Выбрать главу

Виктор слушал Светлану и не узнавал. Вернее, он понял, что раньше просто не знал ее.

— Поверь мне, Витя, жизнь кое-чему меня уже научила, — грустно закончила Светлана.

— Значит, разлюбила, — с трудом выговорил он.

— Не спрашивай — пожалеешь, — отведя от лица колючую пихтовую ветку, сказала Светлана и пошла вперед.

Снова долго шли молча. Небо заволокло свинцовыми тучами, вот-вот польет дождь. Снега как будто еще больше налились водой, потемнели.

Тайга осталась у них за спиной, и чем дальше они удалялись от нее, тем больше она хмурилась. А Виктор чувствовал, что возле весенней реки нашел то, чего у него не было раньше, о чем не скажешь словами. Он смутно чувствовал, что в его судьбу будто, с шумом распахнув окно, с ветром вместе, не спросясь, влетела, подобно вольной птице, живая душа.

В кедраче оба неожиданно остановились. Светлана подняла голову, словно надеялась что-то разыскать в покрытом тучами небе, и на лице ее медленно начала проступать задумчивая улыбка.

— Слышишь? — спросила она почти шепотом.

— Слышу… Прости меня, Светка! Слышишь? — тоже шепотом сказал Виктор.

— Слышу, — ответила она, или ему так показалось, потому что очень хотелось услышать именно это.

И вот над ними раздался такой щемяще жалобный, такой усталый и счастливый голос журавлей, что сердце Виктора забилось учащенно и у него перехватило дыхание от непонятного, тревожного чувства.

Высоко-высоко, над самой тучей, очень ясно увидел он черную тонкую нить, которая, то растягиваясь, то сжимаясь, удалялась в сторону от буровых вышек.

Виктор, приставив ладони ко рту, закричал, подражая их голосам, кричал вверх, в небо, туда, где летели журавли, будто звал их, будто молил вернуться.

Но птицы не слышали. А если и слышали, то вернуться уже не смогли…

ГЛАВА СОРОК ЧЕТВЕРТАЯ

Морозным днем шагал Михаил Васильевич по улице Куйбышева, по направлению к Спасской башне, где у него в четыре часа была назначена встреча с Виктором и Светланой.

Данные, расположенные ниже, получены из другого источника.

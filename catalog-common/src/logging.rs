//! `tracing`/`tracing-subscriber` init, replacing the teacher's bare
//! `println!`/`eprintln!` reconciler logging (`SPEC_FULL.md` §1). The
//! process startup banner is still printed with `owo_colors`, matching the
//! teacher's one colored line on boot; everything from the control loops
//! onward goes through `tracing` so it can be filtered and (optionally)
//! emitted as JSON for log aggregation.

use owo_colors::OwoColorize;
use tracing_subscriber::{EnvFilter, fmt, layer::SubscriberExt, util::SubscriberInitExt};

/// Initializes the global `tracing` subscriber from `RUST_LOG` (default
/// `info`), optionally formatting as JSON when `LOG_FORMAT=json`.
pub fn init() {
    let filter = EnvFilter::try_from_default_env().unwrap_or_else(|_| EnvFilter::new("info"));
    let json = std::env::var("LOG_FORMAT").map(|v| v == "json").unwrap_or(false);

    let registry = tracing_subscriber::registry().with(filter);
    if json {
        registry.with(fmt::layer().json()).init();
    } else {
        registry.with(fmt::layer()).init();
    }

    let disable_colors = std::env::var("DISABLE_COLORS").map(|v| v == "1" || v == "true").unwrap_or(false);
    owo_colors::set_override(!disable_colors);
}

pub fn print_banner(name: &str, version: &str) {
    println!("{} {}", format!("⚙️  {name}").green().bold(), format!("v{version}").green().dimmed());
}
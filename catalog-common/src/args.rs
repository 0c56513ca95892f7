//! Startup configuration, generalized from the teacher's per-backend
//! `*Args` structs (`DatabaseArgs`, `NatsArgs`, ...) into the single
//! configuration surface `spec.md` §6 names for the operator.

use std::time::Duration;

use clap::Parser;

#[derive(Parser, Debug, Clone)]
pub struct OperatorArgs {
    /// Namespace holding the operator's own install (used for
    /// global-namespace catalog resolution and global secret lookups).
    #[arg(long, env = "GLOBAL_NAMESPACE", default_value = "olm")]
    pub global_namespace: String,

    /// Namespaces to watch; empty means all namespaces.
    #[arg(long, env = "WATCHED_NAMESPACES", value_delimiter = ',')]
    pub watched_namespaces: Vec<String>,

    /// Full informer resync period, e.g. "15m", "900s".
    #[arg(long, env = "RESYNC_PERIOD", default_value = "15m", value_parser = parse_duration_arg)]
    pub resync_period: Duration,

    /// Image used for the configmap-backed bundle unpacker job.
    #[arg(
        long,
        env = "CONFIGMAP_UNPACKER_IMAGE",
        default_value = "quay.io/operator-framework/configmap-unpacker:latest"
    )]
    pub configmap_unpacker_image: String,

    /// Max number of completed/failed InstallPlans retained per
    /// subscription-owner-set (`spec.md` §4.3 "Retention policy").
    #[arg(long, env = "INSTALLPLAN_RETENTION_CAP", default_value_t = 5)]
    pub installplan_retention_cap: usize,

    /// Per-call deadline for cluster API requests.
    #[arg(long, env = "API_REQUEST_TIMEOUT", default_value = "30s", value_parser = parse_duration_arg)]
    pub api_request_timeout: Duration,

    /// Namespace used for the leader-election Lease object.
    #[arg(long, env = "NAMESPACE", default_value = "default")]
    pub lease_namespace: String,

    /// Port the `/metrics`, `/healthz`, `/readyz` exporter listens on.
    #[arg(long, env = "METRICS_PORT", default_value_t = 8080)]
    pub metrics_port: u16,

    /// Reconnect backoff ceiling for C1's catalog-source clients
    /// (`spec.md` §4.1).
    #[arg(long, env = "CATALOG_RECONNECT_BACKOFF_CEILING", default_value = "60s", value_parser = parse_duration_arg)]
    pub catalog_reconnect_backoff_ceiling: Duration,
}

fn parse_duration_arg(s: &str) -> Result<Duration, String> {
    parse_duration::parse(s).map_err(|e| e.to_string())
}

#[cfg(test)]
mod tests {
    use super::*;

    #[test]
    fn parses_human_durations() {
        assert_eq!(parse_duration_arg("15m").unwrap(), Duration::from_secs(900));
        assert_eq!(parse_duration_arg("30s").unwrap(), Duration::from_secs(30));
    }
}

Приехав с Дальнего Востока в отпуск, они остановились у него — на этом настояла Светлана, — и его одинокая квартирка словно ожила.

Приехали они действительно вместе или только чтобы создать ему, беспокойному отцу, — опять же по настоянию Светланки! — иллюзию благополучного возрождения их маленькой семьи? Склеилась у них жизнь или нет? Он не знал этого и не расспрашивал их. Ему казалось, что не склеилась. Может быть, пока еще не склеилась? Михаилу Васильевичу хотелось бы, чтобы это было именно так: пока. Чтобы во всей жизни Виктора рядом была Светлана. Странно — порою она казалась ему чуть ли не роднее, чем собственный сын. Как могло это быть? Видимо, сказалось то, что Виктор, кровно, до боли, родной ему, вырос от него вдали, а вот эта Светлана словно бы впитала в себя все самое заветное, чем жили ее отец и он, Северцев, в молодые свои годы и в годы зрелости. Ох, как нужна она Виктору!

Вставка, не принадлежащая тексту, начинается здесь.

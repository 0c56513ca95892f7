//! `EnsureCustomResourceDefinition` (`spec.md` §4.2, kind-specific bullets
//! i-iv). The schema-compatibility check is the one piece of non-trivial
//! original logic the spec calls out explicitly: a hand-rolled structural
//! walk over the OpenAPI v3 schema restricted to what existing-CR
//! validation needs (`required`, `properties`, `type`), not a full
//! `jsonschema` implementation.

use std::collections::HashSet;

use k8s_openapi::apiextensions_apiserver::pkg::apis::apiextensions::v1::CustomResourceDefinition;
use kube::api::{DynamicObject, ListParams, PostParams};
use kube::core::{ApiResource, GroupVersionKind as KubeGvk};
use kube::{Api, Client};
use serde_json::Value;

use catalog_types::StepStatus;

use crate::util::{Error, is_update_conflict};

pub async fn ensure_custom_resource_definition(client: Client, desired: CustomResourceDefinition) -> Result<StepStatus, Error> {
    let name = desired.metadata.name.clone().ok_or_else(|| Error::UserInput("CRD manifest missing metadata.name".into()))?;
    let api: Api<CustomResourceDefinition> = Api::all(client.clone());

    let Some(current) = api.get_opt(&name).await? else {
        api.create(&PostParams::default(), &desired).await?;
        // `spec.md` §4.3: a freshly created CRD step enters `waiting-for-api`
        // and is promoted to `created` only once `Established`+
        // `NamesAccepted` are observed true (`execute.rs`'s promotion branch).
        return Ok(StepStatus::WaitingForApi);
    };

    // (i) reject dropping a served version.
    let current_served = served_version_names(&current);
    let desired_served = served_version_names(&desired);
    if let Some(dropped) = current_served.iter().find(|v| !desired_served.contains(*v)) {
        return Err(Error::CrdValidation {
            crd: name.clone(),
            reason: format!("served version {dropped} would be removed"),
        });
    }

    // (ii) validate existing CRs of any version whose schema changed.
    let changed = schema_changed_versions(&current, &desired);
    if !changed.is_empty() {
        validate_existing_resources(client.clone(), &name, &desired, &changed).await?;
    }

    let mut merged = desired.clone();
    merged.metadata.resource_version = current.metadata.resource_version.clone();
    reconcile_stored_versions(&name, &mut merged, &current)?;

    if serde_json::to_value(&merged)? == serde_json::to_value(&current)? {
        return Ok(StepStatus::Present);
    }

    match api.replace(&name, &PostParams::default(), &merged).await {
        Ok(_) => Ok(StepStatus::Present),
        Err(err) if is_update_conflict(&err) => Ok(StepStatus::NotPresent),
        Err(err) => Err(err.into()),
    }
}

fn served_version_names(crd: &CustomResourceDefinition) -> HashSet<String> {
    crd.spec.versions.iter().filter(|v| v.served).map(|v| v.name.clone()).collect()
}

fn schema_changed_versions(current: &CustomResourceDefinition, desired: &CustomResourceDefinition) -> Vec<String> {
    desired
        .spec
        .versions
        .iter()
        .filter_map(|dv| {
            let cv = current.spec.versions.iter().find(|v| v.name == dv.name)?;
            let cur = cv.schema.as_ref().map(|s| serde_json::to_value(s).unwrap_or_default());
            let new = dv.schema.as_ref().map(|s| serde_json::to_value(s).unwrap_or_default());
            (cur != new).then(|| dv.name.clone())
        })
        .collect()
}

/// (ii): "validate every existing custom resource of each served version
/// against the new schema and fail if any is invalid."
async fn validate_existing_resources(
    client: Client,
    crd_name: &str,
    desired: &CustomResourceDefinition,
    changed_versions: &[String],
) -> Result<(), Error> {
    let group = desired.spec.group.clone();
    let kind = desired.spec.names.kind.clone();
    let plural = desired.spec.names.plural.clone();

    for version_name in changed_versions {
        let Some(version) = desired.spec.versions.iter().find(|v| &v.name == version_name) else { continue };
        let Some(schema) = version.schema.as_ref().and_then(|s| s.open_api_v3_schema.as_ref()) else { continue };
        let schema_value = serde_json::to_value(schema)?;

        let gvk = KubeGvk::gvk(&group, version_name, &kind);
        let api_resource = ApiResource::from_gvk_with_plural(&gvk, &plural);
        let api: Api<DynamicObject> = Api::all_with(client.clone(), &api_resource);
        let existing = api.list(&ListParams::default()).await?;

        for obj in existing.items {
            let value = serde_json::to_value(&obj)?;
            if !validate_structural(&value, &schema_value) {
                return Err(Error::CrdValidation {
                    crd: crd_name.to_string(),
                    reason: format!(
                        "{}/{} does not validate against the new schema for version {version_name}",
                        obj.metadata.namespace.as_deref().unwrap_or("-"),
                        obj.metadata.name.as_deref().unwrap_or("-")
                    ),
                });
            }
        }
    }
    Ok(())
}

/// Restricted structural validator: `required`, `properties`, `type` only
/// (no `oneOf`/`anyOf`/pattern/format — the spec's validation surface is
/// "existing CR validates against new schema", not a general-purpose
/// OpenAPI validator).
fn validate_structural(value: &Value, schema: &Value) -> bool {
    if let Some(required) = schema.get("required").and_then(|r| r.as_array()) {
        for key in required.iter().filter_map(|k| k.as_str()) {
            if value.get(key).is_none() {
                return false;
            }
        }
    }
    if let (Some(props), Some(obj)) = (schema.get("properties").and_then(|p| p.as_object()), value.as_object()) {
        for (key, sub_schema) in props {
            if let Some(sub_value) = obj.get(key) {
                if !validate_structural(sub_value, sub_schema) {
                    return false;
                }
            }
        }
    }
    match schema.get("type").and_then(|t| t.as_str()) {
        Some("object") => value.is_object(),
        Some("array") => value.is_array(),
        Some("string") => value.is_string(),
        Some("integer") => value.is_i64() || value.is_u64(),
        Some("number") => value.is_number(),
        Some("boolean") => value.is_boolean(),
        _ => true,
    }
}

/// (iii) drop deprecated `status.storedVersions` entries once they're no
/// longer served; (iv) reject a storage-version change that has not yet
/// been migrated into `status.storedVersions`.
fn reconcile_stored_versions(crd_name: &str, merged: &mut CustomResourceDefinition, current: &CustomResourceDefinition) -> Result<(), Error> {
    let new_storage_version = merged.spec.versions.iter().find(|v| v.storage).map(|v| v.name.clone());
    let Some(new_storage_version) = new_storage_version else {
        return Err(Error::CrdValidation { crd: crd_name.to_string(), reason: "no storage version declared".into() });
    };

    let Some(current_status) = current.status.as_ref() else { return Ok(()) };
    let stored_versions = current_status.stored_versions.clone();

    if !stored_versions.is_empty() && !stored_versions.contains(&new_storage_version) {
        return Err(Error::CrdValidation {
            crd: crd_name.to_string(),
            reason: format!("storage version {new_storage_version} has not been migrated into status.storedVersions"),
        });
    }

    let served = served_version_names(merged);
    let retained: Vec<String> = stored_versions.into_iter().filter(|v| served.contains(v) || v == &new_storage_version).collect();
    if let Some(status) = merged.status.as_mut() {
        status.stored_versions = retained;
    }
    Ok(())
}

#[cfg(test)]
mod tests {
    use super::*;

    #[test]
    fn validate_structural_rejects_missing_required_field() {
        let schema = serde_json::json!({
            "type": "object",
            "required": ["size"],
            "properties": { "size": { "type": "integer" } }
        });
        assert!(!validate_structural(&serde_json::json!({}), &schema));
        assert!(validate_structural(&serde_json::json!({ "size": 3 }), &schema));
    }

    #[test]
    fn validate_structural_rejects_wrong_type() {
        let schema = serde_json::json!({ "type": "string" });
        assert!(!validate_structural(&serde_json::json!(3), &schema));
        assert!(validate_structural(&serde_json::json!("ok"), &schema));
    }
}
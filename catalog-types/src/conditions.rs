use k8s_openapi::apimachinery::pkg::apis::meta::v1::{Condition, Time};
use k8s_openapi::chrono::Utc;

/// Insert or update a condition by `type_`, following the standard
/// Kubernetes convention: `lastTransitionTime` only moves forward when
/// `status` actually changes.
pub fn set_condition(conditions: &mut Vec<Condition>, type_: &str, status: bool, reason: &str, message: impl Into<String>) {
    let status_str = if status { "True" } else { "False" }.to_string();
    let now = Time(Utc::now());
    if let Some(existing) = conditions.iter_mut().find(|c| c.type_ == type_) {
        if existing.status != status_str {
            existing.status = status_str;
            existing.last_transition_time = now;
        }
        existing.reason = Some(reason.to_string());
        existing.message = message.into();
    } else {
        conditions.push(Condition {
            type_: type_.to_string(),
            status: status_str,
            reason: Some(reason.to_string()),
            message: message.into(),
            last_transition_time: now,
            observed_generation: None,
        });
    }
}

pub fn condition_is_true(conditions: &[Condition], type_: &str) -> bool {
    conditions
        .iter()
        .find(|c| c.type_ == type_)
        .is_some_and(|c| c.status == "True")
}

#[cfg(test)]
mod tests {
    use super::*;

    #[test]
    fn new_condition_is_appended() {
        let mut conditions = Vec::new();
        set_condition(&mut conditions, "Installed", true, "InstallSucceeded", "ok");
        assert_eq!(conditions.len(), 1);
        assert!(condition_is_true(&conditions, "Installed"));
    }

    #[test]
    fn transition_time_moves_only_on_status_change() {
        let mut conditions = Vec::new();
        set_condition(&mut conditions, "Installed", false, "Pending", "waiting");
        let first_time = conditions[0].last_transition_time.clone();
        set_condition(&mut conditions, "Installed", false, "Pending", "still waiting");
        assert_eq!(conditions[0].last_transition_time, first_time);
        assert_eq!(conditions[0].message, "still waiting");
        set_condition(&mut conditions, "Installed", true, "InstallSucceeded", "ok");
        assert_ne!(conditions[0].status, "False");
    }
}
//! `EnsureUnstructured` (`spec.md` §4.2): the allowlisted "everything else"
//! kind family — PrometheusRule, ServiceMonitor, PodDisruptionBudget,
//! PriorityClass, VerticalPodAutoscaler, and a small set of console
//! resources. The allowlist is a runtime `HashSet`, not a hard-coded
//! match, so adding a kind is a one-line change (`spec.md` §9 "Dynamic
//! dispatch on Kind").

use std::collections::HashSet;

use kube::api::DynamicObject;
use kube::core::ApiResource;
use kube::{Api, Client};

use catalog_types::StepStatus;

use crate::util::Error;

use super::create_or_update;

#[derive(Debug, Clone, PartialEq, Eq, Hash)]
pub struct GroupVersionKind {
    pub group: String,
    pub version: String,
    pub kind: String,
}

impl GroupVersionKind {
    pub fn new(group: impl Into<String>, version: impl Into<String>, kind: impl Into<String>) -> Self {
        Self { group: group.into(), version: version.into(), kind: kind.into() }
    }
}

/// The default allowlist named in `spec.md` §4.2. `OperatorConfig` (C3's
/// config, not modeled as a separate type here) may extend this set at
/// startup; this function is the seed, not the ceiling.
pub fn default_allowlist() -> HashSet<GroupVersionKind> {
    HashSet::from([
        GroupVersionKind::new("monitoring.coreos.com", "v1", "PrometheusRule"),
        GroupVersionKind::new("monitoring.coreos.com", "v1", "ServiceMonitor"),
        GroupVersionKind::new("policy", "v1", "PodDisruptionBudget"),
        GroupVersionKind::new("scheduling.k8s.io", "v1", "PriorityClass"),
        GroupVersionKind::new("autoscaling.k8s.io", "v1", "VerticalPodAutoscaler"),
        GroupVersionKind::new("console.openshift.io", "v1", "ConsoleYAMLSample"),
        GroupVersionKind::new("console.openshift.io", "v1", "ConsoleLink"),
    ])
}

/// Full-overwrite create-or-update for any kind on `allowlist`; rejects
/// anything else with `Error::UnsupportedKind` so the caller can fail the
/// step with `StepStatus::UnsupportedResource` (`spec.md` §7 last row).
pub async fn ensure_unstructured(
    client: Client,
    namespace: &str,
    gvk: &GroupVersionKind,
    api_resource: &ApiResource,
    allowlist: &HashSet<GroupVersionKind>,
    desired: DynamicObject,
) -> Result<StepStatus, Error> {
    if !allowlist.contains(gvk) {
        return Err(Error::UnsupportedKind {
            group: gvk.group.clone(),
            version: gvk.version.clone(),
            kind: gvk.kind.clone(),
        });
    }
    let name = desired
        .metadata
        .name
        .clone()
        .ok_or_else(|| Error::UserInput("manifest missing metadata.name".into()))?;
    let api: Api<DynamicObject> = Api::namespaced_with(client, namespace, api_resource);
    create_or_update(&api, &name, &desired, |_current, desired| desired.clone()).await
}

#[cfg(test)]
mod tests {
    use super::*;

    #[test]
    fn default_allowlist_contains_prometheus_rule() {
        let allowlist = default_allowlist();
        assert!(allowlist.contains(&GroupVersionKind::new("monitoring.coreos.com", "v1", "PrometheusRule")));
        assert!(!allowlist.contains(&GroupVersionKind::new("example.com", "v1", "Widget")));
    }
}
//! Ambient substrate shared by every binary in the catalog operator
//! workspace: colored startup banners, structured logging init, graceful
//! shutdown, backoff, and a small metrics exporter. Kept dependency-light
//! so `catalog-registry-client` can pull in just the pieces it needs
//! without dragging in `kube`.

pub mod args;
pub mod colors;
pub mod logging;
pub mod metrics;
pub mod shutdown;
pub mod wait;

pub fn signal_ready() {
    let _ = std::fs::write("/tmp/ready", "ready");
}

Эти раздумья перебивались сейчас у Михаила Васильевича совсем иными. Только что была у него важная беседа в отделе тяжелой промышленности Центрального Комитета партии. Алексей Сергеевич рассказал о принятом решении: вместо администрирующих главков создаются, пока еще в опытном порядке, хозрасчетные объединения и советские фирмы. Настало время наводить строгие порядки в лабиринтах хозяйственного управления. Возглавлять их должны хорошо знающие дело специалисты. Как смотрит, он, Северцев, на предложение возглавить одно из новых объединений? Это предложение застало Михаила Васильевича врасплох. Но и не только по такой причине ответил он отказом. У него интересная работа, менять ее он не хотел бы. Он в шутку назвал кандидатуру Филина. Хоть таким образом удастся избавиться от него! Алексей Сергеевич усмехнулся: при новой системе хозяйствования филиным не будет места в руководстве.

Рассказывал Алексей Сергеевич о принципах новой работы и о ее размахе — институт, Кварцевый и Заполярный будут в одной научно-производственной фирме. При расставании предупредил, что начатый разговор все равно будет продолжен.

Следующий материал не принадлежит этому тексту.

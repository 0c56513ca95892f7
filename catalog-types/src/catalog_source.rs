use k8s_openapi::api::core::v1::LocalObjectReference;
use k8s_openapi::apimachinery::pkg::apis::meta::v1::{Condition, Time};
use kube::CustomResource;
use schemars::JsonSchema;
use serde::{Deserialize, Serialize};
use strum::{Display, EnumString};

/// Where a `CatalogSource`'s bundle metadata comes from.
#[derive(Clone, Copy, Debug, Default, PartialEq, Eq, Serialize, Deserialize, JsonSchema, Display, EnumString)]
#[serde(rename_all = "camelCase")]
#[strum(serialize_all = "camelCase")]
pub enum SourceType {
    /// Content baked into the operator's own image; served from an
    /// in-process registry server.
    Internal,
    /// Content embedded in a `ConfigMap` in the same namespace.
    #[default]
    ConfigMap,
    /// A standalone registry server reachable over gRPC at `spec.address`.
    Grpc,
}

/// Connection state of C1's client for one `CatalogSource` (`spec.md` §3).
#[derive(Clone, Copy, Debug, Default, PartialEq, Eq, Serialize, Deserialize, JsonSchema, Display, EnumString)]
#[serde(rename_all = "camelCase")]
#[strum(serialize_all = "camelCase")]
pub enum ConnectionState {
    #[default]
    Unknown,
    Connecting,
    Ready,
    TransientFailure,
    Shutdown,
}

#[derive(CustomResource, Serialize, Deserialize, Default, Debug, PartialEq, Clone, JsonSchema)]
#[kube(
    group = "operators.example",
    version = "v1alpha1",
    kind = "CatalogSource",
    plural = "catalogsources",
    shortname = "catsrc",
    derive = "PartialEq",
    status = "CatalogSourceStatus",
    namespaced
)]
#[kube(derive = "Default")]
#[kube(printcolumn = "{\"jsonPath\": \".spec.sourceType\", \"name\": \"TYPE\", \"type\": \"string\"}")]
#[kube(printcolumn = "{\"jsonPath\": \".status.connectionState\", \"name\": \"STATE\", \"type\": \"string\"}")]
#[serde(rename_all = "camelCase")]
pub struct CatalogSourceSpec {
    pub source_type: SourceType,

    /// Name of the backing `ConfigMap`, required when `sourceType` is
    /// `internal` or `configMap`.
    pub config_map: Option<String>,

    /// Network address (`host:port`) or image reference of the registry
    /// server, required when `sourceType` is `grpc`.
    pub address: Option<String>,

    /// How often to poll the backing `ConfigMap`/image for updates.
    #[serde(default)]
    pub update_strategy_poll_interval_minutes: Option<u32>,

    /// Relative priority used when multiple catalogs are reachable from a
    /// namespace; higher wins in the resolver's own tie-breaking (out of
    /// scope here, forwarded as-is).
    #[serde(default)]
    pub priority: Option<i32>,

    #[serde(default)]
    pub image_pull_secrets: Vec<LocalObjectReference>,

    /// Display name surfaced to users; purely cosmetic.
    #[serde(default)]
    pub display_name: Option<String>,
}

#[derive(Serialize, Deserialize, Default, Debug, PartialEq, Clone, JsonSchema)]
#[serde(rename_all = "camelCase")]
pub struct CatalogSourceStatus {
    /// `namespace/name` of the `Service` fronting the registry server, once
    /// one has been reconciled into existence by C5.
    pub registry_service: Option<String>,

    #[serde(default)]
    pub connection_state: ConnectionState,

    pub last_connect: Option<Time>,
    pub last_observed_state: Option<Time>,

    /// Digest of the backing `ConfigMap`'s `data`, used to detect content
    /// changes without relying on `resourceVersion` churn from unrelated
    /// metadata edits.
    pub config_map_digest: Option<String>,

    #[serde(default)]
    pub conditions: Vec<Condition>,
}

impl CatalogSourceStatus {
    pub fn is_ready(&self) -> bool {
        self.connection_state == ConnectionState::Ready
    }
}

#[cfg(test)]
mod tests {
    use super::*;

    #[test]
    fn source_type_round_trips_through_serde() {
        let json = serde_json::to_string(&SourceType::Grpc).unwrap();
        assert_eq!(json, "\"grpc\"");
        let back: SourceType = serde_json::from_str(&json).unwrap();
        assert_eq!(back, SourceType::Grpc);
    }

    #[test]
    fn default_source_type_is_config_map() {
        assert_eq!(SourceType::default(), SourceType::ConfigMap);
    }
}
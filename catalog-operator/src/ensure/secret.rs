use k8s_openapi::api::core::v1::Secret;
use kube::{Api, Client};

use catalog_types::StepStatus;

use crate::util::Error;

use super::create_or_update;

/// `spec.md` §4.2: standard create-or-update, full overwrite.
pub async fn ensure_secret(client: Client, namespace: &str, desired: Secret) -> Result<StepStatus, Error> {
    let name = desired.metadata.name.clone().ok_or_else(|| Error::UserInput("Secret manifest missing metadata.name".into()))?;
    let api: Api<Secret> = Api::namespaced(client, namespace);
    create_or_update(&api, &name, &desired, |_current, desired| desired.clone()).await
}

/// `spec.md` §4.2 "Secret (copy-from-global)": read `source_name` from the
/// operator's global namespace, copy `data`/`type` into a new secret named
/// `target_name` in `namespace`, then apply the standard algorithm.
pub async fn ensure_global_secret_copy(
    client: Client,
    global_namespace: &str,
    source_name: &str,
    namespace: &str,
    target_name: &str,
) -> Result<StepStatus, Error> {
    let source_api: Api<Secret> = Api::namespaced(client.clone(), global_namespace);
    let source = source_api.get(source_name).await?;

    let desired = Secret {
        metadata: kube::api::ObjectMeta { name: Some(target_name.to_string()), ..Default::default() },
        data: source.data,
        string_data: None,
        type_: source.type_,
        ..Default::default()
    };

    ensure_secret(client, namespace, desired).await
}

Виктора и Светлану Северцев увидел издали — они стояли у Кремлевской стены, Светлана махала ему рукой, торопя его, и показывала на башенные часы: экскурсия начиналась через пять минут.

По скользкой брусчатке, запыхавшись, побежали они к Оружейной палате и успели пройти в помещение Алмазного фонда.

В полутемной зале с ярко освещенными стеклянными стендами они попали в многоязыкую толпу. Михаил Васильевич увел «ребят», как он их называл, от экскурсии: он знал историю каждой драгоценности нисколько не хуже гида, а к появлению на свет некоторых из них был причастен.

— Ну вот, вы видели коронные драгоценности русских царей, — говорил он. — Видели всемирно известный алмаз «Орлов», подаренный графом Орловым Екатерине Второй и вставленный в императорский скипетр. Любовались алмазом «Шах», который был поднесен Николаю Первому персидским шахом в «искупление» убийства Грибоедова в Тегеране… Но Алмазный фонд стал неизмеримо богаче в настоящее время, когда мы создали у себя собственную алмазную промышленность и развили золотую промышленность. Пройдите сюда и посмотрите! Вот алмазы «Горняк», «Мария», «Чекист». А этот, «Великий почин», — весом сто тридцать пять каратов. Полюбуйтесь «Прогрессом», он весит всего восемьдесят пять каратов, или семнадцать граммов, а стоит четверть миллиона долларов, или двести пятьдесят килограммов чистого золота!

Еще один искристый камешек привлек внимание Северцева. Вот наконец и встретился он с ней, с «Валерией».

Многое вспомнил Михаил Васильевич, глядя на этот алмаз: видение в красноватых лучах солнца на руднике Орлином, годы ожиданий, встречи на Сосновке, на озере Рица, в Москве, и опять годы тоски и разлуки, и трагедию на пожаре в тайге.

— Что задумались над алмазом с женским именем? — весело спросила Светлана.

— Так… Смотришь на камни, а мысли идут своей чередой.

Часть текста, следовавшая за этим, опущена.